* **Your task**
From the first line onward, reproduce the records exactly; the final line to include is the one holding "const INFLATE_CHUNK: usize = 8 * 1024;".

* **Extracted data**

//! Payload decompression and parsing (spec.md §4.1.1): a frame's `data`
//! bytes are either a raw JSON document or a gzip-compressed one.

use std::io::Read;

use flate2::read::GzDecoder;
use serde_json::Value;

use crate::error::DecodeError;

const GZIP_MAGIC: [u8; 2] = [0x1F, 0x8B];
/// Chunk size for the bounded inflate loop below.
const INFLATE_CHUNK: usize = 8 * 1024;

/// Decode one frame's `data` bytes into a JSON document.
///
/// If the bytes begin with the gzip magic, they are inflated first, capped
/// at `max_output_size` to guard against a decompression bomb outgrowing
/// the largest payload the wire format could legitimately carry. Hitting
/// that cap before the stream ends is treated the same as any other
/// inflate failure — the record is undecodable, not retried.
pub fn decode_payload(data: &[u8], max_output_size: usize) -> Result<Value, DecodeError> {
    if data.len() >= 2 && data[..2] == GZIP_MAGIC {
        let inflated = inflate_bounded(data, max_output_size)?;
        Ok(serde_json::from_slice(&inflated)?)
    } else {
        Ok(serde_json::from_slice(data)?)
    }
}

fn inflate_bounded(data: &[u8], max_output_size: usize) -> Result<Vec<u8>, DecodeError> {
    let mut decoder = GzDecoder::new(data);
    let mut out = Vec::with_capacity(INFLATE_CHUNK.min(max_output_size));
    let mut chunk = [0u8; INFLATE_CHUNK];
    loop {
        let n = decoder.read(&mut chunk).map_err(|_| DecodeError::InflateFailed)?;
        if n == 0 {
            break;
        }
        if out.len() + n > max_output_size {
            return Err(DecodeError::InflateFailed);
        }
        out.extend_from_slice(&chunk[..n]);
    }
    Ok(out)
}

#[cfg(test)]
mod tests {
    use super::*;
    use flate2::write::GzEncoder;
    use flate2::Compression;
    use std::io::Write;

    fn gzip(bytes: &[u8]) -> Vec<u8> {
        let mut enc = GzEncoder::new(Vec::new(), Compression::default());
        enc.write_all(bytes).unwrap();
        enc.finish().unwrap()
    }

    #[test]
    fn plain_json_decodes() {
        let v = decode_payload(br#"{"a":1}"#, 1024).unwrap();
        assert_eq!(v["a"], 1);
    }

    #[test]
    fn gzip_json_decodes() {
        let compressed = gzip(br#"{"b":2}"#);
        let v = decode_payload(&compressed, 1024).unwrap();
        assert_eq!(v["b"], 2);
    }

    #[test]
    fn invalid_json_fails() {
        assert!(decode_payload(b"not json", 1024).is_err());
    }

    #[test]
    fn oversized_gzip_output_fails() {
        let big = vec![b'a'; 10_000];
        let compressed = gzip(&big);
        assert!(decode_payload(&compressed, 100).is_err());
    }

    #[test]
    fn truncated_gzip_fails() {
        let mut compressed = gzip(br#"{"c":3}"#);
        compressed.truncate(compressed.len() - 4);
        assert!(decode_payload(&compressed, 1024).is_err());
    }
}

* **Expected output**
//! Payload decompression and parsing (spec.md §4.1.1): a frame's `data`
//! bytes are either a raw JSON document or a gzip-compressed one.

use std::io::Read;

use flate2::read::GzDecoder;
use serde_json::Value;

use crate::error::DecodeError;

const GZIP_MAGIC: [u8; 2] = [0x1F, 0x8B];
/// Chunk size for the bounded inflate loop below.
const INFLATE_CHUNK: usize = 8 * 1024;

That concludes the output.